The issuance and sale of the notes is expected to close on August 4, 2025, subject to customary closing conditions, according to the company’s press release.

The notes will be guaranteed on a senior secured basis by certain of Clear Channel’s wholly owned domestic subsidiaries. Security for the notes includes first-priority interests in assets securing the company’s existing senior secured credit facilities and existing senior secured notes, with second-priority interests in accounts receivable and related assets securing the company’s existing receivables-based credit facility.
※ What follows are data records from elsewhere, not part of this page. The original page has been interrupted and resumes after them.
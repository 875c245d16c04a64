//! Configuration management for the Polis engine.
//!
//! The engine reads a single configuration file at `~/.polis/config.json`.
//! Every numeric constant the scoring stages use is a named field here so
//! deployments can override it without a rebuild.
//!
//! # Configuration Priority
//!
//! 1. Environment variables (POLIS_* prefix)
//! 2. Explicit config file values
//! 3. Default values
//!
//! # Environment Variable Mapping
//!
//! - `POLIS_LOG_LEVEL` → observability.log_level
//! - `POLIS_LOG_FORMAT` → observability.log_format
//! - `POLIS_PARALLELISM` → analysis.runtime.parallelism
//! - `POLIS_CLUSTER_SEED` → analysis.clustering.seed
//! - `POLIS_TAXONOMY_PATH` → lexicons.taxonomy_path
//! - `POLIS_LEXICON_PATH` → lexicons.lexicon_path

use anyhow::{Context, Result};
use serde::{Deserialize, Serialize};
use std::fs;
use std::path::{Path, PathBuf};

/// Smallest unique-user count a profile may ever be built from.
pub const MIN_UNIQUE_USERS_FLOOR: usize = 25;

/// Shortest time window, in days, a profile may ever cover.
pub const MIN_WINDOW_DAYS_FLOOR: i64 = 7;

/// Get the configuration directory path.
pub fn config_dir() -> PathBuf {
    directories::UserDirs::new().map_or_else(
        || PathBuf::from(".polis"),
        |dirs| dirs.home_dir().join(".polis"),
    )
}

/// Get the configuration file path.
pub fn config_path() -> PathBuf {
    config_dir().join("config.json")
}

// ============================================================================
// Root Configuration
// ============================================================================

/// Root configuration structure.
#[derive(Debug, Clone, Serialize, Deserialize, Default)]
pub struct Config {
    /// JSON Schema reference
    #[serde(rename = "$schema", default, skip_serializing_if = "Option::is_none")]
    pub schema: Option<String>,

    /// Observability configuration
    #[serde(default)]
    pub observability: ObservabilityConfig,

    /// Scoring, aggregation and clustering parameters
    #[serde(default)]
    pub analysis: AnalysisConfig,

    /// Optional replacement lexicon files
    #[serde(default)]
    pub lexicons: LexiconPaths,
}

impl Config {
    /// Load configuration from the default path.
    pub fn load() -> Result<Self> {
        let path = config_path();
        if !path.exists() {
            tracing::info!("Config file not found, using defaults");
            return Ok(Self::default());
        }

        Self::load_from(&path)
    }

    /// Load configuration from a specific path.
    pub fn load_from(path: &Path) -> Result<Self> {
        let content = fs::read_to_string(path)
            .with_context(|| format!("Failed to read config from {}", path.display()))?;

        serde_json::from_str(&content)
            .with_context(|| format!("Failed to parse config from {}", path.display()))
    }

    /// Load configuration with environment variable overrides applied.
    pub fn load_with_env() -> Result<Self> {
        let mut config = Self::load()?;
        config.apply_env_overrides();
        Ok(config)
    }

    /// Apply environment variable overrides to the configuration.
    pub fn apply_env_overrides(&mut self) {
        if let Ok(level) = std::env::var("POLIS_LOG_LEVEL") {
            self.observability.log_level = level;
        }
        if let Ok(format) = std::env::var("POLIS_LOG_FORMAT") {
            self.observability.log_format = format;
        }
        if let Ok(parallelism) = std::env::var("POLIS_PARALLELISM") {
            if let Ok(p) = parallelism.parse() {
                self.analysis.runtime.parallelism = p;
            }
        }
        if let Ok(seed) = std::env::var("POLIS_CLUSTER_SEED") {
            if let Ok(s) = seed.parse() {
                self.analysis.clustering.seed = s;
            }
        }
        if let Ok(path) = std::env::var("POLIS_TAXONOMY_PATH") {
            self.lexicons.taxonomy_path = Some(PathBuf::from(path));
        }
        if let Ok(path) = std::env::var("POLIS_LEXICON_PATH") {
            self.lexicons.lexicon_path = Some(PathBuf::from(path));
        }
    }

    /// Save configuration to the default path.
    pub fn save(&self) -> Result<()> {
        let path = config_path();
        let dir = config_dir();

        if !dir.exists() {
            fs::create_dir_all(&dir)
                .with_context(|| format!("Failed to create config directory {}", dir.display()))?;
        }

        let content = serde_json::to_string_pretty(self)?;
        fs::write(&path, content)
            .with_context(|| format!("Failed to write config to {}", path.display()))
    }
}

// ============================================================================
// Observability
// ============================================================================

/// Logging configuration.
#[derive(Debug, Clone, Serialize, Deserialize)]
pub struct ObservabilityConfig {
    /// Log level (trace, debug, info, warn, error)
    #[serde(default = "default_log_level", alias = "level")]
    pub log_level: String,

    /// Log format (json, pretty)
    #[serde(default = "default_log_format", alias = "format")]
    pub log_format: String,
}

impl Default for ObservabilityConfig {
    fn default() -> Self {
        Self {
            log_level: default_log_level(),
            log_format: default_log_format(),
        }
    }
}

fn default_log_level() -> String {
    "info".to_string()
}

fn default_log_format() -> String {
    "pretty".to_string()
}

/// Paths to JSON files replacing the built-in taxonomy or dimension lexicon.
#[derive(Debug, Clone, Default, Serialize, Deserialize)]
pub struct LexiconPaths {
    #[serde(default)]
    pub taxonomy_path: Option<PathBuf>,
    #[serde(default)]
    pub lexicon_path: Option<PathBuf>,
}

// ============================================================================
// Analysis
// ============================================================================

/// Parameters for every engine stage.
#[derive(Debug, Clone, Default, Serialize, Deserialize)]
pub struct AnalysisConfig {
    #[serde(default)]
    pub matching: MatchingConfig,
    #[serde(default)]
    pub topics: TopicConfig,
    #[serde(default)]
    pub dimensions: DimensionConfig,
    #[serde(default)]
    pub quality: QualityConfig,
    #[serde(default)]
    pub privacy: PrivacyConfig,
    #[serde(default)]
    pub aggregation: AggregationConfig,
    #[serde(default)]
    pub diversity: DiversityConfig,
    #[serde(default)]
    pub clustering: ClusteringConfig,
    #[serde(default)]
    pub runtime: RuntimeConfig,
}

/// Weights for individual lexical hits.
#[derive(Debug, Clone, Serialize, Deserialize)]
#[serde(default)]
pub struct MatchingConfig {
    /// Contribution of one single-word keyword hit
    pub keyword_weight: f64,
    /// Contribution of one multi-word phrase hit
    pub phrase_weight: f64,
}

impl Default for MatchingConfig {
    fn default() -> Self {
        Self {
            keyword_weight: 1.0,
            phrase_weight: 2.0,
        }
    }
}

/// Topic detection parameters.
#[derive(Debug, Clone, Serialize, Deserialize)]
#[serde(default)]
pub struct TopicConfig {
    /// Weighted hit total at which a topic reaches confidence 1.0
    pub saturation: f64,
    /// Topics below this confidence are dropped
    pub min_confidence: f64,
    /// Maximum topics reported per document
    pub max_topics: usize,
    /// Texts shorter than this (in characters, after trimming) yield no topics
    pub min_text_chars: usize,
}

impl Default for TopicConfig {
    fn default() -> Self {
        Self {
            saturation: 6.0,
            min_confidence: 0.15,
            max_topics: 5,
            min_text_chars: 20,
        }
    }
}

/// Dimension scoring parameters.
#[derive(Debug, Clone, Serialize, Deserialize)]
#[serde(default)]
pub struct DimensionConfig {
    /// Weighted hit total at which confidence saturates at 1.0
    pub confidence_saturation: f64,
    /// Aligned topics must exceed this confidence to boost a pole
    pub topic_boost_threshold: f64,
    /// Multiplier applied to an aligned topic's confidence
    pub topic_boost_factor: f64,
    /// Ascending inner boundaries splitting [-1, 1] into five label buckets
    pub label_boundaries: [f64; 4],
    /// Maximum evidence items kept per dimension
    pub max_evidence: usize,
}

impl Default for DimensionConfig {
    fn default() -> Self {
        Self {
            confidence_saturation: 10.0,
            topic_boost_threshold: 0.3,
            topic_boost_factor: 0.5,
            label_boundaries: [-0.6, -0.2, 0.2, 0.6],
            max_evidence: 5,
        }
    }
}

/// Discussion quality parameters.
#[derive(Debug, Clone, Serialize, Deserialize)]
#[serde(default)]
pub struct QualityConfig {
    /// Fewer comments than this yields an undetermined result
    pub min_comments: usize,
    /// Comment count at which confidence reaches 1.0
    pub full_confidence_comments: usize,
    /// Per-call timeout for the sentiment collaborator
    pub sentiment_timeout_ms: u64,
    /// Sentiment calls in flight at once
    pub sentiment_concurrency: usize,
    /// Sentiment scores within ±band count as neutral
    pub neutral_band: f64,
    /// Average comment length (characters) that earns the full length credit
    pub length_saturation_chars: f64,
    /// Questions need at least this many words to count as substantive
    pub substantive_question_min_words: usize,
    /// Mean reply depth that earns the full depth credit
    pub depth_saturation: f64,
    /// Words that mark a comment as offering reasoning
    pub reasoning_connectors: Vec<String>,
    /// Weights of the constructiveness components
    pub constructiveness_weights: ConstructivenessWeights,
    /// Weights of the overall score
    pub weights: QualityWeights,
}

impl Default for QualityConfig {
    fn default() -> Self {
        Self {
            min_comments: 5,
            full_confidence_comments: 50,
            sentiment_timeout_ms: 2_000,
            sentiment_concurrency: 8,
            neutral_band: 0.1,
            length_saturation_chars: 400.0,
            substantive_question_min_words: 6,
            depth_saturation: 4.0,
            reasoning_connectors: ["because", "therefore", "however", "evidence"]
                .iter()
                .map(|s| (*s).to_string())
                .collect(),
            constructiveness_weights: ConstructivenessWeights::default(),
            weights: QualityWeights::default(),
        }
    }
}

/// Component weights for constructiveness; normalized at use.
#[derive(Debug, Clone, Serialize, Deserialize)]
#[serde(default)]
pub struct ConstructivenessWeights {
    pub length: f64,
    pub reasoning: f64,
    pub questions: f64,
}

impl Default for ConstructivenessWeights {
    fn default() -> Self {
        Self {
            length: 0.4,
            reasoning: 0.4,
            questions: 0.2,
        }
    }
}

/// Weights of the overall discussion quality score.
#[derive(Debug, Clone, Serialize, Deserialize)]
#[serde(default)]
pub struct QualityWeights {
    pub civility: f64,
    pub constructiveness: f64,
    pub viewpoint_diversity: f64,
    pub engagement: f64,
}

impl Default for QualityWeights {
    fn default() -> Self {
        Self {
            civility: 0.3,
            constructiveness: 0.3,
            viewpoint_diversity: 0.2,
            engagement: 0.2,
        }
    }
}

/// Ethical minimums for building a community profile.
///
/// Both values may be raised above the floors but never lowered below them.
#[derive(Debug, Clone, Serialize, Deserialize)]
#[serde(default)]
pub struct PrivacyConfig {
    pub min_unique_users: usize,
    pub min_window_days: i64,
}

impl Default for PrivacyConfig {
    fn default() -> Self {
        Self {
            min_unique_users: MIN_UNIQUE_USERS_FLOOR,
            min_window_days: MIN_WINDOW_DAYS_FLOOR,
        }
    }
}

/// Corpus aggregation parameters.
#[derive(Debug, Clone, Serialize, Deserialize)]
#[serde(default)]
pub struct AggregationConfig {
    /// Document count at which profile confidence is no longer scaled down
    pub full_confidence_documents: usize,
    /// Topics listed in a profile's topic roll-up
    pub max_profile_topics: usize,
}

impl Default for AggregationConfig {
    fn default() -> Self {
        Self {
            full_confidence_documents: 100,
            max_profile_topics: 5,
        }
    }
}

/// Diversity index parameters.
#[derive(Debug, Clone, Serialize, Deserialize)]
#[serde(default)]
pub struct DiversityConfig {
    /// Fewer points than this yields a diversity of 0.0
    pub min_points: usize,
    /// Multiplier applied to the mean normalized distance before clipping
    pub amplification: f64,
}

impl Default for DiversityConfig {
    fn default() -> Self {
        Self {
            min_points: 10,
            amplification: 1.5,
        }
    }
}

/// Cluster identification parameters.
#[derive(Debug, Clone, Serialize, Deserialize)]
#[serde(default)]
pub struct ClusteringConfig {
    pub min_k: usize,
    pub max_k: usize,
    /// Seed for centroid initialization; identical input and seed give identical clusters
    pub seed: u64,
    pub max_iterations: usize,
    /// Clusters smaller than this are merged into their nearest larger neighbour
    pub min_cluster_size: usize,
    /// Fewer points than this yields a single cluster
    pub min_points: usize,
}

impl Default for ClusteringConfig {
    fn default() -> Self {
        Self {
            min_k: 2,
            max_k: 6,
            seed: 42,
            max_iterations: 100,
            min_cluster_size: 10,
            min_points: 10,
        }
    }
}

/// Map-phase execution parameters.
#[derive(Debug, Clone, Serialize, Deserialize)]
#[serde(default)]
pub struct RuntimeConfig {
    /// Worker threads for the map phase; 0 uses one per CPU
    pub parallelism: usize,
    /// Documents per map batch; cancellation is checked between batches
    pub batch_size: usize,
    /// Longer documents are rejected and scored as neutral
    pub max_document_chars: usize,
}

impl Default for RuntimeConfig {
    fn default() -> Self {
        Self {
            parallelism: 0,
            batch_size: 256,
            max_document_chars: 40_000,
        }
    }
}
Clear Channel intends to use the net proceeds from the offering, along with cash on hand, to redeem all of its outstanding 5.125% Senior Secured Notes due 2027 and 9.000% Senior Secured Notes due 2028, and to pay related transaction fees and expenses. According to InvestingPro data, the company operates with a significant debt burden of $6.65 billion, though it maintains a healthy current ratio of 1.43, indicating sufficient liquidity to meet short-term obligations.

The notes and related guarantees are being offered only to qualified institutional buyers under Rule 144A of the Securities Act of 1933 and to persons outside the United States in compliance with Regulation S. The securities have not been registered under the Securities Act or applicable state securities laws.

Clear Channel Outdoor Holdings operates in the out-of-home advertising industry with a portfolio of digital billboards and displays across various markets. The company generated $493 million in EBITDA over the last twelve months, and InvestingPro analysis indicates the stock is currently undervalued. For deeper insights into CCO’s valuation and 6 additional exclusive ProTips, plus a comprehensive Pro Research Report covering what really matters about this stock, consider exploring InvestingPro’s advanced analytics platform.

In other recent news, Clear Channel Outdoor Holdings Inc. reported its first-quarter earnings for 2025, showing a slight beat on earnings per share (EPS) but a miss on revenue expectations. The company posted an EPS of -$0.1128, surpassing the forecasted -$0.14, while revenue came in at $334 million, slightly below the anticipated $337.17 million. Despite the revenue miss, Clear Channel’s consolidated revenue marked a 2.2% increase from the previous year. The company highlighted its strong liquidity position with $568 million at the end of the quarter. Additionally, Clear Channel announced a $2.05 billion notes offering as part of its debt management strategy, intending to use the proceeds to redeem existing notes due in 2027 and 2028. In other developments, all director nominees were elected at the company’s Annual Meeting of Stockholders, and Ernst & Young LLP was ratified as the independent registered public accounting firm for the year. The company also emphasized its focus on digital transformation, with digital revenue growing by 6.4%, and the implementation of AI across operations. Looking forward, Clear Channel maintains a positive outlook for 2025, projecting mid-single-digit growth in both consolidated revenue and adjusted EBITDA.